EA: No atacado, estamos certos. Há uma riqueza de informações, veiculadas na imprensa. Há revistas competentes. Aí está a eletrônica, de elevado nível profissional, a serviço de produtores e da indústria: veja o MilkPoint. Os produtores são competentes e ávidos por conhecimento. A indústria tem nível internacional. O governo melhorou muito, quando acabou com os subsídios e se aliou com o setor na briga contra a política agrícola do primeiro mundo. Mas, há muito a caminhar e vejamos uma lista reduzida de desafios:
(a) O governo não tem sabido ou podido implementar as normas que defendem a pecuária nacional;
(b) Como está, a extensão pública não tem como competir com a assistência técnica particular. E, por isto, os pequenos produtores estão mal assistidos e estão à margem do progresso. Assim, a modernização do setor agravará a distribuição de renda, e, conseqüentemente, os conflitos sociais.
(c) O leite a pasto representa uma enorme vantagem do Brasil em relação aos competidores. Mas, o carrapato e a mosca-do-chifre representam uma enorme pedra de tropeço, em função das modernas exigências de qualidade. O dinheiro para pesquisa destes dois problemas é ridículo. O setor precisa se juntar ao governo para financiar as pesquisas, e se trata de um desafio não vencido pela pesquisa internacional.
(d) Também nas exportações de leite e derivados há muito a fazer e a aprender.
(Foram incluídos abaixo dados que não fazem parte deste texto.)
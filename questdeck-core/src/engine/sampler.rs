// File: questdeck-core/src/engine/sampler.rs

use std::collections::HashSet;

use rand::Rng;
use questdeck_common::models::card::CardTemplate;

/// Draws `count` templates from `pool` uniformly, without replacement.
///
/// With `distinct_goals` set, no two drawn templates may share a goal tag.
/// Returns an empty vec when the request cannot be satisfied at all; a
/// partial hand is never returned. The RNG comes from the caller so tests
/// can seed it.
pub fn draw_templates<R: Rng + ?Sized>(
    rng: &mut R,
    pool: &[CardTemplate],
    count: usize,
    distinct_goals: bool,
) -> Vec<CardTemplate> {
    if pool.len() < count {
        return Vec::new();
    }
    if distinct_goals {
        // checked up front so the rejection loop below cannot spin forever
        let goals: HashSet<&str> = pool.iter().map(|t| t.goal.as_str()).collect();
        if goals.len() < count {
            return Vec::new();
        }
    }

    let mut taken_idx: HashSet<usize> = HashSet::new();
    let mut taken_goals: HashSet<String> = HashSet::new();
    let mut hand = Vec::with_capacity(count);

    while hand.len() < count {
        let i = rng.random_range(0..pool.len());
        if !taken_idx.insert(i) {
            continue;
        }
        if distinct_goals && !taken_goals.insert(pool[i].goal.clone()) {
            continue;
        }
        hand.push(pool[i].clone());
    }
    hand
}
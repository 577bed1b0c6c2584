// src/repositories/mod.rs

pub mod postgres;

pub use postgres::{PostgresCardRepository, PostgresPrizeRepository, PostgresUserRepository};
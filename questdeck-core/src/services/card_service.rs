// File: questdeck-core/src/services/card_service.rs

use std::sync::Arc;

use chrono::Utc;
use tracing::{debug, warn};
use uuid::Uuid;

use questdeck_common::models::card::{Award, CardKind, CardTemplate, Placement, PoolKind};
use questdeck_common::models::user::UserPrize;
use questdeck_common::traits::repository_traits::{CardRepository, PrizeRepository};

use crate::engine::views::{partition_cards, UserCards};
use crate::engine::{self, CardAdvance};
use crate::Error;

/// Attempts at the read-apply-update cycle before a completion event
/// gives up and surfaces the conflict.
const COMPLETE_MAX_ATTEMPTS: u32 = 3;

/// Admin input for a new template; ids and timestamps are stamped here.
#[derive(Debug, Clone)]
pub struct TemplateDraft {
    pub title: String,
    pub short_description: String,
    pub long_description: String,
    pub goal: String,
    pub background_url: String,
    pub placement: Placement,
    pub kind: CardKind,
}

/// What one successful completion event produced.
#[derive(Debug, Clone, PartialEq)]
pub struct CardCompletion {
    pub owner_username: String,
    pub points: i32,
    pub award: Option<Award>,
}

pub struct CardService {
    cards: Arc<dyn CardRepository>,
    prizes: Arc<dyn PrizeRepository>,
}

impl CardService {
    pub fn new(cards: Arc<dyn CardRepository>, prizes: Arc<dyn PrizeRepository>) -> Self {
        Self { cards, prizes }
    }

    /// Validates and persists a new template. Rejecting malformed drafts
    /// here is what lets the engine dispatch on `kind` without guards.
    pub async fn create_template(&self, draft: TemplateDraft) -> Result<CardTemplate, Error> {
        validate_kind(&draft.kind)?;

        let tpl = CardTemplate {
            template_id: Uuid::new_v4(),
            title: draft.title,
            short_description: draft.short_description,
            long_description: draft.long_description,
            goal: draft.goal,
            background_url: draft.background_url,
            placement: draft.placement,
            kind: draft.kind,
            created_at: Utc::now(),
        };
        self.cards.create_template(&tpl).await?;
        debug!("created template {} ({})", tpl.template_id, tpl.title);
        Ok(tpl)
    }

    pub async fn list_templates(&self) -> Result<Vec<CardTemplate>, Error> {
        self.cards.list_templates().await
    }

    pub async fn get_template(&self, template_id: Uuid) -> Result<CardTemplate, Error> {
        self.cards
            .get_template_by_id(template_id)
            .await?
            .ok_or(Error::TemplateNotFound(template_id))
    }

    pub async fn delete_templates(&self, template_ids: &[Uuid]) -> Result<(), Error> {
        self.cards.delete_templates(template_ids).await
    }

    /// Applies one completion event to a card.
    ///
    /// Loads the card, runs the engine, and writes the result back under
    /// the card's version guard; a lost race reloads and reapplies, up to
    /// [`COMPLETE_MAX_ATTEMPTS`] times. The prize ledger is appended only
    /// after the winning write, so a retried attempt can never grant
    /// twice.
    pub async fn complete_card(
        &self,
        card_id: Uuid,
        progress_delta: i32,
        option_value: f32,
    ) -> Result<CardCompletion, Error> {
        let mut attempt = 0;
        loop {
            let mut card = self
                .cards
                .get_card_by_id(card_id)
                .await?
                .ok_or(Error::CardNotFound(card_id))?;

            let advance = engine::apply(&mut card, progress_delta, option_value);

            // BelowThreshold changed nothing, so there is nothing to write
            // and the caller sees a quiet zero-point success.
            if advance != CardAdvance::BelowThreshold {
                match self.cards.update_card(&card).await {
                    Ok(()) => {}
                    Err(Error::StaleCard(id)) => {
                        attempt += 1;
                        if attempt >= COMPLETE_MAX_ATTEMPTS {
                            return Err(Error::StaleCard(id));
                        }
                        warn!(
                            "card {} completion lost a write race (attempt {}), retrying",
                            id, attempt
                        );
                        continue;
                    }
                    Err(e) => return Err(e),
                }
            }

            let award = match advance {
                CardAdvance::Rewarded(a) => Some(a),
                CardAdvance::PartialProgress | CardAdvance::BelowThreshold => None,
            };

            if let Some(ref a) = award {
                let entry = UserPrize::new(&card.owner_username, &a.prize_image_url);
                self.prizes.record_grant(&entry).await?;
            }

            let points = award.as_ref().map(|a| a.points).unwrap_or(0);
            return Ok(CardCompletion {
                owner_username: card.owner_username,
                points,
                award,
            });
        }
    }

    /// A user's cards split into pending/done views, chains collapsed to
    /// one representative each.
    pub async fn user_cards(&self, owner: &str) -> Result<UserCards, Error> {
        let daily = self
            .cards
            .list_cards_for_owner(owner, Some(PoolKind::Daily))
            .await?;
        let chained = self
            .cards
            .list_cards_for_owner(owner, Some(PoolKind::Const))
            .await?;
        Ok(partition_cards(daily, chained))
    }

    pub async fn mark_viewed(&self, card_id: Uuid) -> Result<(), Error> {
        self.cards.mark_card_viewed(card_id).await
    }

    pub async fn delete_card(&self, card_id: Uuid) -> Result<(), Error> {
        self.cards.delete_card(card_id).await
    }
}

fn validate_kind(kind: &CardKind) -> Result<(), Error> {
    match kind {
        CardKind::Ordinary { .. } => Ok(()),
        CardKind::Progress { max_progress, .. } => {
            if *max_progress < 1 {
                return Err(Error::InvalidTemplate(format!(
                    "progress target must be at least 1, got {max_progress}"
                )));
            }
            Ok(())
        }
        CardKind::Options { tiers } => {
            if tiers.is_empty() {
                return Err(Error::InvalidTemplate(
                    "options card needs at least one tier".into(),
                ));
            }
            for pair in tiers.windows(2) {
                if pair[1].threshold <= pair[0].threshold {
                    return Err(Error::InvalidTemplate(format!(
                        "tier thresholds must be strictly ascending: {} then {}",
                        pair[0].threshold, pair[1].threshold
                    )));
                }
            }
            Ok(())
        }
    }
}

#[cfg(test)]
mod tests {
    use super::*;
    use questdeck_common::models::card::OptionTier;

    fn award(points: i32) -> Award {
        Award {
            points,
            prize: "p".into(),
            prize_image_url: "https://img.example/p.png".into(),
        }
    }

    #[test]
    fn ordinary_drafts_always_validate() {
        assert!(validate_kind(&CardKind::Ordinary { award: award(1) }).is_ok());
    }

    #[test]
    fn progress_target_must_be_positive() {
        let bad = CardKind::Progress { award: award(1), max_progress: 0 };
        assert!(matches!(validate_kind(&bad), Err(Error::InvalidTemplate(_))));

        let ok = CardKind::Progress { award: award(1), max_progress: 1 };
        assert!(validate_kind(&ok).is_ok());
    }

    #[test]
    fn options_need_ascending_nonempty_tiers() {
        let empty = CardKind::Options { tiers: vec![] };
        assert!(matches!(validate_kind(&empty), Err(Error::InvalidTemplate(_))));

        let unordered = CardKind::Options {
            tiers: vec![
                OptionTier { threshold: 20.0, award: award(2) },
                OptionTier { threshold: 10.0, award: award(1) },
            ],
        };
        assert!(matches!(validate_kind(&unordered), Err(Error::InvalidTemplate(_))));

        let flat = CardKind::Options {
            tiers: vec![
                OptionTier { threshold: 10.0, award: award(1) },
                OptionTier { threshold: 10.0, award: award(2) },
            ],
        };
        assert!(matches!(validate_kind(&flat), Err(Error::InvalidTemplate(_))));

        let ok = CardKind::Options {
            tiers: vec![
                OptionTier { threshold: 10.0, award: award(1) },
                OptionTier { threshold: 20.0, award: award(2) },
            ],
        };
        assert!(validate_kind(&ok).is_ok());
    }
}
O governo não entendeu o quanto vital elas são para o país, e, especialmente, para deixar parte do mercado interno para a agricultura familiar.
(e) Quem vai vencer a competição internacional não são as vantagens comparativas de natureza física, mas a ciência. Os investimentos públicos em pesquisa são minguados, e ensaiamos, com grande atraso, a pesquisa particular, e esta em associação com a pública. Pelo menos, neste respeito, temos agora uma boa legislação. Precisamos, empreender, e este é o grande desafio.
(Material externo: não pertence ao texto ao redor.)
// File: questdeck-core/src/repositories/postgres/prizes.rs

use async_trait::async_trait;
use sqlx::{Pool, Postgres, Row};

use questdeck_common::error::Error;
use questdeck_common::models::user::UserPrize;
use questdeck_common::traits::repository_traits::PrizeRepository;

/// Append-only prize ledger. One row per grant; repeat wins of the same
/// prize are collapsed at display time by the user service.
pub struct PostgresPrizeRepository {
    pub pool: Pool<Postgres>,
}

impl PostgresPrizeRepository {
    pub fn new(pool: Pool<Postgres>) -> Self {
        Self { pool }
    }
}

#[async_trait]
impl PrizeRepository for PostgresPrizeRepository {
    async fn record_grant(&self, prize: &UserPrize) -> Result<(), Error> {
        sqlx::query(
            r#"
            INSERT INTO user_prizes (
                prize_id,
                owner_username,
                prize_url,
                available,
                granted_at
            )
            VALUES ($1,$2,$3,$4,$5)
            "#,
        )
            .bind(prize.prize_id)
            .bind(&prize.owner_username)
            .bind(&prize.prize_url)
            .bind(prize.available)
            .bind(prize.granted_at)
            .execute(&self.pool)
            .await?;

        Ok(())
    }

    async fn list_for_owner(&self, owner: &str) -> Result<Vec<UserPrize>, Error> {
        let rows = sqlx::query(
            r#"
            SELECT
                prize_id,
                owner_username,
                prize_url,
                available,
                granted_at
            FROM user_prizes
            WHERE owner_username = $1
            ORDER BY granted_at
            "#,
        )
            .bind(owner)
            .fetch_all(&self.pool)
            .await?;

        let mut out = Vec::with_capacity(rows.len());
        for r in rows {
            out.push(UserPrize {
                prize_id: r.try_get("prize_id")?,
                owner_username: r.try_get("owner_username")?,
                prize_url: r.try_get("prize_url")?,
                available: r.try_get("available")?,
                granted_at: r.try_get("granted_at")?,
            });
        }
        Ok(out)
    }
}
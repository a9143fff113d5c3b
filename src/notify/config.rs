//! `notify` section of the config file

use chrono::{DateTime, Utc};
use croner::Cron;
use serde::{Deserialize, Serialize};

use super::errors::{NotifyError, NotifyResult};

#[derive(Debug, Clone, PartialEq, Eq, Serialize, Deserialize)]
#[serde(default)]
pub struct NotifyConfig {
    /// Profiles re-evaluated before yielding to other tasks.
    pub batch_size: usize,
    /// Deadlines this many days out (or fewer) trigger reminders.
    pub reminder_threshold_days: u32,
    /// Cron expression for the reminder scan.
    pub reminder_schedule: String,
}

impl Default for NotifyConfig {
    fn default() -> Self {
        Self {
            batch_size: 64,
            reminder_threshold_days: 7,
            reminder_schedule: "0 9 * * *".to_string(),
        }
    }
}

impl NotifyConfig {
    pub fn validate(&self) -> NotifyResult<()> {
        if self.batch_size == 0 {
            return Err(NotifyError::Config(
                "notify.batch_size must be at least 1".to_string(),
            ));
        }
        parse_schedule(&self.reminder_schedule).map(|_| ())
    }

    /// Next reminder tick strictly after `now`.
    pub fn next_reminder_after(&self, now: DateTime<Utc>) -> NotifyResult<Option<DateTime<Utc>>> {
        let schedule = parse_schedule(&self.reminder_schedule)?;
        Ok(schedule.find_next_occurrence(&now, false).ok())
    }
}

pub(crate) fn parse_schedule(pattern: &str) -> NotifyResult<Cron> {
    Cron::new(pattern)
        .parse()
        .map_err(|e| NotifyError::InvalidSchedule {
            pattern: pattern.to_string(),
            reason: e.to_string(),
        })
}

#[cfg(test)]
mod tests {
    use super::*;

    #[test]
    fn test_defaults_validate() {
        assert!(NotifyConfig::default().validate().is_ok());
    }

    #[test]
    fn test_bad_schedule_rejected() {
        let config = NotifyConfig {
            reminder_schedule: "every morning".to_string(),
            ..NotifyConfig::default()
        };
        assert!(matches!(
            config.validate(),
            Err(NotifyError::InvalidSchedule { .. })
        ));
    }

    #[test]
    fn test_zero_batch_rejected() {
        let config = NotifyConfig {
            batch_size: 0,
            ..NotifyConfig::default()
        };
        assert!(config.validate().is_err());
    }
}
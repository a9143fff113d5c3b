//! Change log reader with strict corruption detection
//!
//! - Frames are read strictly in file order
//! - Versions must be contiguous
//! - A complete frame with a bad checksum is corruption and halts the read
//! - A frame cut short at end of file is a torn tail: the append that wrote
//!   it never completed, so it never acknowledged a version. The reader
//!   stops there and reports the last good offset.
//! - A frame whose length overruns the file while intact frames still follow
//!   it has a damaged length field. That is corruption, not a torn tail.

use std::fs::File;
use std::io::{self, BufReader, Read};
use std::path::Path;

use super::checksum::verify_checksum;
use super::errors::{ChangeLogError, ChangeLogResult};
use super::record::{ChangeLogRecord, HEADER_SIZE, TRAILER_SIZE};

/// Sequential reader over a change log file.
pub struct ChangeLogReader {
    reader: BufReader<File>,
    offset: u64,
    file_size: u64,
    last_version: Option<u64>,
    torn_tail: bool,
}

/// Everything recovered from one full scan.
#[derive(Debug)]
pub struct LogScan {
    pub records: Vec<ChangeLogRecord>,
    /// Byte length of the intact prefix.
    pub valid_len: u64,
    /// True when a partial trailing frame was found past `valid_len`.
    pub torn_tail: bool,
}

impl ChangeLogReader {
    /// Opens a change log for reading.
    pub fn open(path: &Path) -> ChangeLogResult<Self> {
        let file = File::open(path).map_err(|e| {
            ChangeLogError::io(format!("Failed to open change log {}", path.display()), e)
        })?;
        let file_size = file
            .metadata()
            .map_err(|e| ChangeLogError::io("Failed to read change log metadata", e))?
            .len();
        Ok(Self {
            reader: BufReader::new(file),
            offset: 0,
            file_size,
            last_version: None,
            torn_tail: false,
        })
    }

    /// Reads every intact record. A missing file is an empty log.
    pub fn scan(path: &Path) -> ChangeLogResult<LogScan> {
        if !path.exists() {
            return Ok(LogScan {
                records: Vec::new(),
                valid_len: 0,
                torn_tail: false,
            });
        }
        let mut reader = Self::open(path)?;
        let mut records = Vec::new();
        while let Some(record) = reader.read_next()? {
            records.push(record);
        }
        Ok(LogScan {
            records,
            valid_len: reader.offset,
            torn_tail: reader.torn_tail,
        })
    }

    /// Byte offset of the next unread frame.
    pub fn offset(&self) -> u64 {
        self.offset
    }

    /// Reads the next record.
    ///
    /// # Returns
    ///
    /// - `Ok(Some(record))` for an intact frame
    /// - `Ok(None)` at clean end of file or at a torn tail
    /// - `Err` on checksum failure or non-contiguous versions
    pub fn read_next(&mut self) -> ChangeLogResult<Option<ChangeLogRecord>> {
        if self.torn_tail || self.offset >= self.file_size {
            return Ok(None);
        }

        let mut len_buf = [0u8; 4];
        if !self.read_fully(&mut len_buf)? {
            return Ok(None);
        }
        let frame_len = u32::from_le_bytes(len_buf) as usize;
        if frame_len < 8 {
            return Err(ChangeLogError::corruption(
                self.offset,
                format!("invalid frame length {}", frame_len),
            ));
        }

        let remaining = self.file_size - self.offset;
        if (4 + frame_len + TRAILER_SIZE) as u64 > remaining {
            return self.overrun(frame_len, remaining);
        }

        let mut body = vec![0u8; frame_len];
        if !self.read_fully(&mut body)? {
            return Ok(None);
        }
        let mut crc_buf = [0u8; TRAILER_SIZE];
        if !self.read_fully(&mut crc_buf)? {
            return Ok(None);
        }

        let record = ChangeLogRecord::decode(&body, u32::from_le_bytes(crc_buf), self.offset)?;
        if let Some(last) = self.last_version {
            if record.version != last + 1 {
                return Err(ChangeLogError::NonSequential {
                    expected: last + 1,
                    found: record.version,
                });
            }
        }

        self.last_version = Some(record.version);
        self.offset += (4 + frame_len + TRAILER_SIZE) as u64;
        Ok(Some(record))
    }

    /// Handles a frame whose declared length runs past end of file.
    ///
    /// If nothing intact follows, this is the last append cut short. If an
    /// intact newer frame is found in the bytes after the length field, the
    /// length itself is damaged and acknowledged versions sit behind it.
    fn overrun(
        &mut self,
        frame_len: usize,
        remaining: u64,
    ) -> ChangeLogResult<Option<ChangeLogRecord>> {
        let mut rest = Vec::new();
        self.reader
            .read_to_end(&mut rest)
            .map_err(|e| ChangeLogError::io("Failed to read change log", e))?;

        let floor = self.last_version.unwrap_or(0);
        let follows = (0..rest.len()).any(|start| {
            intact_frame_version(&rest[start..]).is_some_and(|version| version > floor)
        });
        if follows {
            return Err(ChangeLogError::corruption(
                self.offset,
                format!(
                    "frame length {} exceeds remaining {} bytes but intact frames follow",
                    frame_len, remaining
                ),
            ));
        }

        self.torn_tail = true;
        Ok(None)
    }

    /// Fills `buf` completely. Returns `false` (and marks a torn tail) on a
    /// short read at end of file.
    fn read_fully(&mut self, buf: &mut [u8]) -> ChangeLogResult<bool> {
        match self.reader.read_exact(buf) {
            Ok(()) => Ok(true),
            Err(e) if e.kind() == io::ErrorKind::UnexpectedEof => {
                self.torn_tail = true;
                Ok(false)
            }
            Err(e) => Err(ChangeLogError::io("Failed to read change log", e)),
        }
    }
}

/// Version of the complete, checksum-valid frame starting at `bytes[0]`.
fn intact_frame_version(bytes: &[u8]) -> Option<u64> {
    if bytes.len() < HEADER_SIZE + TRAILER_SIZE {
        return None;
    }
    let frame_len = u32::from_le_bytes(bytes[..4].try_into().ok()?) as usize;
    let end = 4usize.checked_add(frame_len)?;
    if frame_len < 8 || end + TRAILER_SIZE > bytes.len() {
        return None;
    }
    let body = &bytes[4..end];
    let crc = u32::from_le_bytes(bytes[end..end + TRAILER_SIZE].try_into().ok()?);
    if !verify_checksum(&[body], crc) {
        return None;
    }
    Some(u64::from_le_bytes(body[..8].try_into().ok()?))
}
(f) Nestas três décadas, emergiu um número de produtores competentes e arrojados, capazes de muito exportar e de abastecer o Brasil. A indústria é igualmente competente. Assim, o governo, a indústria e os produtores têm plenas condições, se trabalharem em conjunto, de remover as pedras do caminho.
(g) Sabemos muito pouco da dinâmica da pecuária leiteira. Para onde caminha? Que ocorrerá com a pequena produção e os pequenos produtores? Que ocorrerá com o leite a pasto?
Mkp:O Sr. teria uma mensagem para o setor leiteiro em 2005?
EA:Que 2005 permita aos produtores e à indústria entenderem que os caminhos, diferentes que sejam, chegam aos mesmos propósitos de convencerem os brasileiros a consumirem mais e fazer do Brasil um grande exportador de leite e de derivados.